Linear Programming

Background

Linear Programming (LP) is a specialized field within mathematical optimization that focuses on maximizing or minimizing a linear objective function given a set of linear inequalities or equations known as constraints. Its relevance spans multiple disciplines, including economics, engineering, and operational research.

Historical Context

The development of linear programming is attributed to the advent of mathematical optimization in the mid-20th century, particularly through the work of George Dantzig, who introduced the Simplex method in 1947. This period marked the rapid growth of computational methods to address problems in logistics during and after World War II.

Definitions and Concepts

Objective Function: A linear function that represents the criterion to be optimized—usually maximized profits or minimized costs.
Constraints: A set of linear inequalities or equations that restrict the permissible solutions for the objective function.
Feasible Region: The solution space that satisfies all the constraints.
Optimal Solution: The feasible solution that maximizes or minimizes the objective function.

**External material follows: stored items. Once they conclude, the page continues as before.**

use sea_orm::{ColumnTrait, EntityTrait, PaginatorTrait, QueryFilter};

use crate::common::{TestApp, routes};
use yatube::entity::user;

#[tokio::test]
async fn signup_creates_user_and_logs_in() {
    let app = TestApp::spawn().await;
    let client = app.cookie_client();

    let res = client
        .post(app.url(routes::SIGNUP))
        .form(&[
            ("username", "newcomer"),
            ("password1", "s3cret-passw0rd"),
            ("password2", "s3cret-passw0rd"),
        ])
        .send()
        .await
        .unwrap();

    assert_eq!(res.status(), 302);
    assert_eq!(res.headers()["location"], "/");
    let saved = user::Entity::find()
        .filter(user::Column::Username.eq("newcomer"))
        .one(&app.db)
        .await
        .unwrap()
        .expect("user should be created");
    assert_ne!(saved.password, "s3cret-passw0rd");

    let res = client.get(app.url(routes::CREATE)).send().await.unwrap();
    assert_eq!(res.status(), 200);
}

#[tokio::test]
async fn signup_rejects_taken_username() {
    let app = TestApp::spawn().await;
    app.create_user("taken").await;

    let res = app
        .post_form(
            routes::SIGNUP,
            &[
                ("username", "taken"),
                ("password1", "s3cret-passw0rd"),
                ("password2", "s3cret-passw0rd"),
            ],
            None,
        )
        .await;

    assert_eq!(res.status, 200);
    assert_eq!(res.template.as_deref(), Some("users/signup.html"));
    assert!(res.text.contains("already exists"));
    assert_eq!(user::Entity::find().count(&app.db).await.unwrap(), 1);
}

#[tokio::test]
async fn login_redirects_to_next() {
    let app = TestApp::spawn().await;
    app.create_user("reader").await;
    let client = app.cookie_client();

    let res = client
        .post(app.url(routes::LOGIN))
        .form(&[
            ("username", "reader"),
            ("password", "test-password"),
            ("next", "/follow/"),
        ])
        .send()
        .await
        .unwrap();

    assert_eq!(res.status(), 302);
    assert_eq!(res.headers()["location"], "/follow/");

    let res = client.get(app.url(routes::FOLLOW_INDEX)).send().await.unwrap();
    assert_eq!(res.status(), 200);
}

#[tokio::test]
async fn login_ignores_external_next() {
    let app = TestApp::spawn().await;
    app.create_user("reader").await;

    let res = app
        .post_form(
            routes::LOGIN,
            &[
                ("username", "reader"),
                ("password", "test-password"),
                ("next", "//evil.example/"),
            ],
            None,
        )
        .await;

    assert_eq!(res.status, 302);
    assert_eq!(res.location.as_deref(), Some("/"));
}

#[tokio::test]
async fn wrong_password_renders_login_again() {
    let app = TestApp::spawn().await;
    app.create_user("reader").await;

    let res = app
        .post_form(
            routes::LOGIN,
            &[("username", "reader"), ("password", "wrong-password")],
            None,
        )
        .await;

    assert_eq!(res.status, 200);
    assert_eq!(res.template.as_deref(), Some("users/login.html"));
    assert!(res.text.contains("correct username and password"));
}

#[tokio::test]
async fn login_page_carries_next() {
    let app = TestApp::spawn().await;

    let res = app.get_json("/auth/login/?next=/create/", None).await;

    assert_eq!(res.context()["next"], "/create/");
}

#[tokio::test]
async fn logout_ends_the_session() {
    let app = TestApp::spawn().await;
    app.create_user("reader").await;
    let client = app.cookie_client();

    client
        .post(app.url(routes::LOGIN))
        .form(&[("username", "reader"), ("password", "test-password")])
        .send()
        .await
        .unwrap();

    let res = client.get(app.url(routes::LOGOUT)).send().await.unwrap();
    assert_eq!(res.status(), 200);
    assert_eq!(res.headers()["x-template"], "users/logged_out.html");

    let res = client.get(app.url(routes::CREATE)).send().await.unwrap();
    assert_eq!(res.status(), 302);
}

Major Analytical Frameworks

Classical Economics

Classical economics does not explicitly use modern linear programming but lays the foundations on resource allocation and optimization.

Neoclassical Economics

Neoclassical theories incorporate optimization, considering LP as a powerful tool for solving utility maximization and cost minimization problems under constraints.

Keynesian Economic

Keynesian models focus less on linear programming formally, but the concept of equilibrium and resource utilization are indirectly related.

Marxian Economics

Marxian economics focuses on the dynamic and distributive aspects of the economy. While Marxian models may deploy linear programming to address allocation efficiency under certain assumptions, it is not a core element.

Institutional Economics

Institutional economists may use LP to model the impacts of different institutional constraints on optimizing outcomes.

Behavioral Economics

Behavioral economics often questions the rationality assumptions underlying LP but can still use it to model bounded rationality scenarios.

Post-Keynesian Economics

This framework critiques mainstream assumptions about optimization but can utilize linear programming in empirical distributions of income and resources.

Austrian Economics

Austrian Economics emphasizes market processes over mathematical optimization but can recognize LP as useful in understanding individual cost-benefit analysis.

Development Economics

Linear programming plays a pivotal role in addressing economic development issues such as optimal resource allocation in different sectors.

Monetarism

Monetarism, with its focus on controlling money supply, might use linear programming to optimize policy implementations impacting multiple economic variables.

Comparative Analysis

Linear programming offers unique advantages like solving large-scale industrial problems and determining optimal allocation of limited resources, but it might lack consideration for non-linear realities and complex human behavior.

Case Studies

Production Planning: Companies use LP to determine optimal production levels to maximize profit margins given limitations of resources like labor and materials.
Diet Problems: LP finds the minimum cost diet that meets all nutritional requirements.
Transportation Problems: Optimization of shipping routes to minimize costs while meeting customer demands across various locations.

Suggested Books for Further Studies

“Linear Programming and Network Flows” by Mokhtar S. Bazaraa, John J. Jarvis, Hanif D. Sherali
“Introduction to Operations Research” by Frederick S. Hillier, Gerald J. Lieberman

Simplex Method: An algorithm for solving linear programming problems by moving along the edges of the feasible region to the optimal vertex.
Dual Problem: A linear programming problem derived from another LP problem, where the original problem’s constraints become the new problem’s objective function boundaries.
Shadow Price: In the context of LP, the value of the marginal utility of relaxing a constraint by one unit.